PROMPT:
Tell how many lines of the data include the word "true". Nothing but the number belongs in the answer.

RECORDS FOR THE EXERCISE:
• • • •
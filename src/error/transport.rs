//! Transport error module.
//!
//! This module defines error types that may occur in the stdio and TCP
//! transport adapters.

use std::io;
use thiserror::Error;

use super::framing::FramingError;

/// Errors that can occur during transport operations.
#[derive(Error, Debug)]
pub enum TransportError {
    /// Error when binding or accepting on the TCP listener.
    #[error("TCP listener error: {0}")]
    Listener(io::Error),

    /// Error while framing messages on the stream.
    #[error("Framing error: {0}")]
    Framing(#[from] FramingError),

    /// Error when writing a response to the stream.
    #[error("Write error: {0}")]
    Write(io::Error),

    /// Error when reading from standard input.
    #[error("Standard input read error: {0}")]
    StdioRead(#[from] io::Error),

    /// Other transport errors.
    #[error("Transport error: {0}")]
    Other(String),
}

impl TransportError {
    /// Returns true when the error is a clean peer disconnect that should
    /// end the connection loop without noise.
    pub fn is_disconnect(&self) -> bool {
        match self {
            TransportError::Framing(e) => e.is_disconnect(),
            TransportError::Write(e) | TransportError::StdioRead(e) => matches!(
                e.kind(),
                io::ErrorKind::UnexpectedEof
                    | io::ErrorKind::BrokenPipe
                    | io::ErrorKind::ConnectionReset
                    | io::ErrorKind::ConnectionAborted
            ),
            _ => false,
        }
    }
}
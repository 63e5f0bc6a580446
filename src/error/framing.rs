//! Framing error module.
//!
//! Errors raised while splitting an ordered byte stream into discrete
//! messages, or serializing messages back out. Framing failures are fatal
//! to their connection: the loop surfaces them and exits.

use std::io;
use thiserror::Error;

/// Errors that can occur while reading or writing frames.
#[derive(Error, Debug)]
pub enum FramingError {
    /// The header block ended without a Content-Length header.
    #[error("Missing Content-Length header")]
    MissingContentLength,

    /// The Content-Length value was not a non-negative decimal integer.
    #[error("Invalid Content-Length value: {0}")]
    InvalidContentLength(String),

    /// The declared body size exceeds the configured maximum.
    #[error("Message of {size} bytes exceeds maximum of {max} bytes")]
    MessageTooLarge {
        /// Declared body size
        size: usize,
        /// Configured cap
        max: usize,
    },

    /// The stream closed cleanly, or the body was truncated before the
    /// declared length arrived.
    #[error("End of stream")]
    EndOfStream,

    /// Underlying I/O failure.
    #[error("Framing I/O error: {0}")]
    Io(#[from] io::Error),
}

impl FramingError {
    /// Returns true when the error represents a clean disconnect rather
    /// than a protocol violation.
    pub fn is_disconnect(&self) -> bool {
        match self {
            FramingError::EndOfStream => true,
            FramingError::Io(e) => matches!(
                e.kind(),
                io::ErrorKind::UnexpectedEof
                    | io::ErrorKind::BrokenPipe
                    | io::ErrorKind::ConnectionReset
                    | io::ErrorKind::ConnectionAborted
            ),
            _ => false,
        }
    }
}
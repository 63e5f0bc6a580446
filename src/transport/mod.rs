// Copyright (c) 2025 Makai MCP Authors
//
// Licensed under the MIT License (LICENSE-MIT or https://opensource.org/licenses/MIT)

//! Transport adapters binding the protocol engine to byte streams.

pub mod connection;
pub mod stdio;
pub mod tcp;

pub use connection::Connection;
pub use stdio::run_stdio;
pub use tcp::run_tcp;
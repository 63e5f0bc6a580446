// Copyright (c) 2025 Makai MCP Authors
//
// Licensed under the MIT License (LICENSE-MIT or https://opensource.org/licenses/MIT)

//! The per-connection serve loop.
//!
//! One [`Connection`] owns a framed reader/writer pair, its lifecycle
//! [`Session`], and a clone of the shared dispatcher. The loop reads one
//! frame, parses the envelope, gates the method against the session state,
//! dispatches, and writes the outcome. Exactly one request is in flight per
//! connection at a time; responses therefore come back in request order.
//!
//! Error discipline: a malformed message answers with a best-effort error
//! response (recovering the id when possible) and the loop continues; a
//! framing violation or peer disconnect ends only this connection.

use serde_json::Value;
use tokio::io::{AsyncRead, AsyncWrite};
use tokio::sync::mpsc;
use tracing::{debug, info, warn};

use crate::error::framing::FramingError;
use crate::error::transport::TransportError;
use crate::framing::{FrameReader, FrameWriter, FramingMode};
use crate::protocol::jsonrpc::dispatcher::{Dispatcher, Outcome};
use crate::protocol::jsonrpc::envelope::{self, Envelope};
use crate::protocol::jsonrpc::error::{ErrorCode, JsonRpcError};
use crate::protocol::jsonrpc::lifecycle::Session;
use crate::protocol::jsonrpc::types::{Request, RequestId};

/// What the serve loop woke up for.
enum Event {
    /// A frame (or framing error) arrived from the peer.
    Inbound(Result<Vec<u8>, FramingError>),
    /// An already-serialized outbound message, or channel closure.
    Outbound(Option<Vec<u8>>),
}

/// Serves one client over a framed byte stream.
pub struct Connection<R, W> {
    reader: FrameReader<R>,
    writer: FrameWriter<W>,
    dispatcher: Dispatcher,
    session: Session,
    outbound: Option<mpsc::UnboundedReceiver<Vec<u8>>>,
}
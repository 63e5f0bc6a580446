// Copyright (c) 2025 Makai MCP Authors
//
// Licensed under the MIT License (LICENSE-MIT or https://opensource.org/licenses/MIT)

//! Handlers for the `tools/*` method group.
//!
//! `tools/list` enumerates the provider's descriptors; `tools/call` routes
//! an invocation by name. Tool-level failures come back as a success
//! envelope with `isError: true`; only malformed requests or unknown tool
//! names become protocol errors.

use std::sync::Arc;

use serde::Deserialize;
use serde_json::{json, Value};

use crate::protocol::jsonrpc::dispatcher::{MethodRegistry, MethodResult, RequestContext};
use crate::protocol::jsonrpc::error::JsonRpcError;
use crate::providers::ToolProvider;

/// Request parameters for `tools/call`.
#[derive(Debug, Deserialize)]
struct ToolCallParams {
    /// Name of the tool to invoke.
    name: String,

    /// Tool arguments; defaults to an empty object.
    #[serde(default = "empty_object")]
    arguments: Value,
}

fn empty_object() -> Value {
    json!({})
}

/// Registers the `tools/list` and `tools/call` handlers.
///
/// `tools/call` is registered as cancellable: long-running tools receive a
/// token in the request context and may poll it between work units.
pub fn register_tools_methods(registry: &mut MethodRegistry, provider: Arc<dyn ToolProvider>) {
    let list_provider = Arc::clone(&provider);
    registry.add("tools/list", move |_ctx, _params| {
        let provider = Arc::clone(&list_provider);
        async move { handle_tools_list(provider).await }
    });

    registry.add_cancellable("tools/call", move |ctx, params| {
        let provider = Arc::clone(&provider);
        async move { handle_tools_call(provider, ctx, params).await }
    });
}

async fn handle_tools_list(provider: Arc<dyn ToolProvider>) -> MethodResult {
    let tools = provider.list();
    Ok(json!({ "tools": tools }))
}

async fn handle_tools_call(
    provider: Arc<dyn ToolProvider>,
    ctx: RequestContext,
    params: Option<Value>,
) -> MethodResult {
    let params = params
        .ok_or_else(|| JsonRpcError::invalid_params("tools/call requires params with a tool name"))?;
    let params: ToolCallParams = serde_json::from_value(params)
        .map_err(|e| JsonRpcError::invalid_params(format!("Invalid tool call parameters: {}", e)))?;

    let output = provider.call(&params.name, params.arguments, &ctx).await?;
    serde_json::to_value(output)
        .map_err(|e| JsonRpcError::internal_error(format!("Failed to serialize tool output: {}", e)))
}
//! Length-prefixed framing.
//!
//! Messages are preceded by ASCII header lines terminated by `\r\n`, ending
//! with a blank line. Exactly one header is required:
//!
//! ```text
//! Content-Length: 123\r\n
//! \r\n
//! <123 body bytes>
//! ```
//!
//! Reads are incremental; a message need not arrive in one I/O operation.

use tokio::io::{AsyncBufRead, AsyncBufReadExt, AsyncReadExt, AsyncWrite, AsyncWriteExt};

use crate::error::framing::FramingError;

/// Length-prefixed frame decoder.
///
/// Header and body progress live in the decoder, not the read future, so a
/// `read_frame` future dropped mid-frame (the connection loop races it
/// against an outbound channel in `select!`) resumes where it left off
/// instead of losing consumed bytes.
#[derive(Debug, Default)]
pub struct Decoder {
    line: Vec<u8>,
    length: Option<usize>,
    headers_done: bool,
    body: Vec<u8>,
    filled: usize,
}

impl Decoder {
    /// Reads one length-prefixed frame.
    ///
    /// A stream that closes before any header byte, mid-headers, or
    /// mid-body surfaces [`FramingError::EndOfStream`] so the connection
    /// loop can exit.
    pub async fn read_frame<R>(
        &mut self,
        reader: &mut R,
        max_size: usize,
    ) -> Result<Vec<u8>, FramingError>
    where
        R: AsyncBufRead + Unpin,
    {
        while !self.headers_done {
            let n = reader.read_until(b'\n', &mut self.line).await?;
            if n == 0 {
                self.reset();
                return Err(FramingError::EndOfStream);
            }

            // read_until only returns at the delimiter or EOF, so the line
            // is complete here
            let line = std::mem::take(&mut self.line);
            let trimmed = trim_line_ending(&line);
            if trimmed.is_empty() {
                self.headers_done = true;
                break;
            }

            if let Some(value) = header_value(trimmed, b"content-length") {
                let text = std::str::from_utf8(value)
                    .map_err(|_| {
                        self.reset();
                        FramingError::InvalidContentLength(
                            String::from_utf8_lossy(value).into_owned(),
                        )
                    })?
                    .trim();
                // parse::<usize> rejects a leading minus, covering negatives
                let length: usize = text.parse().map_err(|_| {
                    self.reset();
                    FramingError::InvalidContentLength(text.to_string())
                })?;
                self.length = Some(length);
            }
            // Unknown headers are skipped
        }

        let length = match self.length {
            Some(length) => length,
            None => {
                self.reset();
                return Err(FramingError::MissingContentLength);
            }
        };
        if length > max_size {
            self.reset();
            return Err(FramingError::MessageTooLarge {
                size: length,
                max: max_size,
            });
        }

        if self.body.len() != length {
            self.body.resize(length, 0);
            self.filled = 0;
        }
        while self.filled < length {
            let n = reader.read(&mut self.body[self.filled..]).await?;
            if n == 0 {
                self.reset();
                return Err(FramingError::EndOfStream);
            }
            self.filled += n;
        }

        let body = std::mem::take(&mut self.body);
        self.reset();
        Ok(body)
    }

    /// Clears all per-frame state.
    fn reset(&mut self) {
        self.line.clear();
        self.length = None;
        self.headers_done = false;
        self.body.clear();
        self.filled = 0;
    }
}

/// Writes one length-prefixed frame and flushes.
pub async fn write_frame<W>(writer: &mut W, payload: &[u8]) -> Result<(), FramingError>
where
    W: AsyncWrite + Unpin,
{
    let header = format!("Content-Length: {}\r\n\r\n", payload.len());
    writer.write_all(header.as_bytes()).await?;
    writer.write_all(payload).await?;
    writer.flush().await?;
    Ok(())
}

/// Strips one trailing `\n` and an optional preceding `\r`.
fn trim_line_ending(line: &[u8]) -> &[u8] {
    let line = line.strip_suffix(b"\n").unwrap_or(line);
    line.strip_suffix(b"\r").unwrap_or(line)
}

/// Case-insensitive header match; returns the value with surrounding
/// whitespace intact for the caller to trim.
fn header_value<'a>(line: &'a [u8], name: &[u8]) -> Option<&'a [u8]> {
    let colon = line.iter().position(|&b| b == b':')?;
    let (key, rest) = line.split_at(colon);
    if key.eq_ignore_ascii_case(name) {
        Some(&rest[1..])
    } else {
        None
    }
}
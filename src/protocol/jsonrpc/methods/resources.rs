// Copyright (c) 2025 Makai MCP Authors
//
// Licensed under the MIT License (LICENSE-MIT or https://opensource.org/licenses/MIT)

//! Handlers for the `resources/*` method group.

use std::sync::Arc;

use serde::Deserialize;
use serde_json::{json, Value};

use crate::protocol::jsonrpc::dispatcher::{MethodRegistry, MethodResult};
use crate::protocol::jsonrpc::error::JsonRpcError;
use crate::providers::ResourceProvider;

/// Request parameters shared by the URI-keyed resource methods.
#[derive(Debug, Deserialize)]
struct ResourceParams {
    /// URI of the resource being addressed.
    uri: String,
}

fn parse_uri(method: &str, params: Option<Value>) -> Result<String, JsonRpcError> {
    let params = params
        .ok_or_else(|| JsonRpcError::invalid_params(format!("{} requires a uri parameter", method)))?;
    let params: ResourceParams = serde_json::from_value(params)
        .map_err(|e| JsonRpcError::invalid_params(format!("Invalid resource parameters: {}", e)))?;
    Ok(params.uri)
}

/// Registers the `resources/list`, `resources/read`, `resources/subscribe`,
/// and `resources/unsubscribe` handlers.
pub fn register_resources_methods(
    registry: &mut MethodRegistry,
    provider: Arc<dyn ResourceProvider>,
) {
    let list_provider = Arc::clone(&provider);
    registry.add("resources/list", move |_ctx, _params| {
        let provider = Arc::clone(&list_provider);
        async move { Ok(json!({ "resources": provider.list() })) }
    });

    let read_provider = Arc::clone(&provider);
    registry.add("resources/read", move |_ctx, params| {
        let provider = Arc::clone(&read_provider);
        async move { handle_resources_read(provider, params).await }
    });

    let subscribe_provider = Arc::clone(&provider);
    registry.add("resources/subscribe", move |_ctx, params| {
        let provider = Arc::clone(&subscribe_provider);
        async move {
            let uri = parse_uri("resources/subscribe", params)?;
            provider.subscribe(&uri).await?;
            Ok(json!({}))
        }
    });

    registry.add("resources/unsubscribe", move |_ctx, params| {
        let provider = Arc::clone(&provider);
        async move {
            let uri = parse_uri("resources/unsubscribe", params)?;
            provider.unsubscribe(&uri).await?;
            Ok(json!({}))
        }
    });
}

async fn handle_resources_read(
    provider: Arc<dyn ResourceProvider>,
    params: Option<Value>,
) -> MethodResult {
    let uri = parse_uri("resources/read", params)?;
    let contents = provider.read(&uri).await?;
    Ok(json!({ "contents": [contents] }))
}
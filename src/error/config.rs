//! Configuration error module.
//!
//! Errors raised while loading, parsing, or validating server configuration.

use std::path::PathBuf;
use thiserror::Error;

/// Errors that can occur during configuration handling.
#[derive(Error, Debug)]
pub enum ConfigError {
    /// The requested configuration file does not exist.
    #[error("Configuration file not found: {0}")]
    FileNotFound(PathBuf),

    /// The configuration file could not be parsed.
    #[error("Configuration parse error: {0}")]
    ParseError(String),

    /// A configuration value failed validation.
    #[error("Configuration validation error: {0}")]
    ValidationError(String),

    /// Error from the underlying configuration loader.
    #[error("Configuration load error: {0}")]
    LoadError(#[from] config::ConfigError),

    /// I/O error while reading or writing configuration files.
    #[error("Configuration I/O error: {0}")]
    Io(#[from] std::io::Error),
}
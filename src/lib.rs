//! Makai MCP Protocol Engine Library
//!
//! This library contains the core components of the Makai MCP protocol
//! engine: the JSON-RPC 2.0 envelope codec and dispatcher, the connection
//! lifecycle state machine, cooperative cancellation, out-of-band
//! notification delivery, message framing, and the stdio/TCP transport
//! adapters. The library is designed to be used by the binary crate, but
//! can also be embedded by other projects that bring their own providers.
//!
//! # Architecture
//!
//! The engine is designed with the following principles in mind:
//! - Strict component boundaries: framing, envelope, dispatch, and
//!   transport never reach into each other
//! - Dependency injection for testability: providers and hooks are explicit
//!   instances, never globals
//! - One shared read-only dispatcher, one lifecycle session per connection
//! - Comprehensive error handling and propagation: a connection failure is
//!   never a process failure

pub mod config;
pub mod error;
pub mod framing;
pub mod notify;
pub mod protocol;
pub mod providers;
pub mod transport;

/// Version information for the Makai MCP protocol engine.
pub const VERSION: &str = env!("CARGO_PKG_VERSION");

/// Library initialization: loads the default configuration.
pub fn init() -> error::MakaiResult<()> {
    config::init_default_config()?;
    Ok(())
}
• • • •
RESPONSE:
5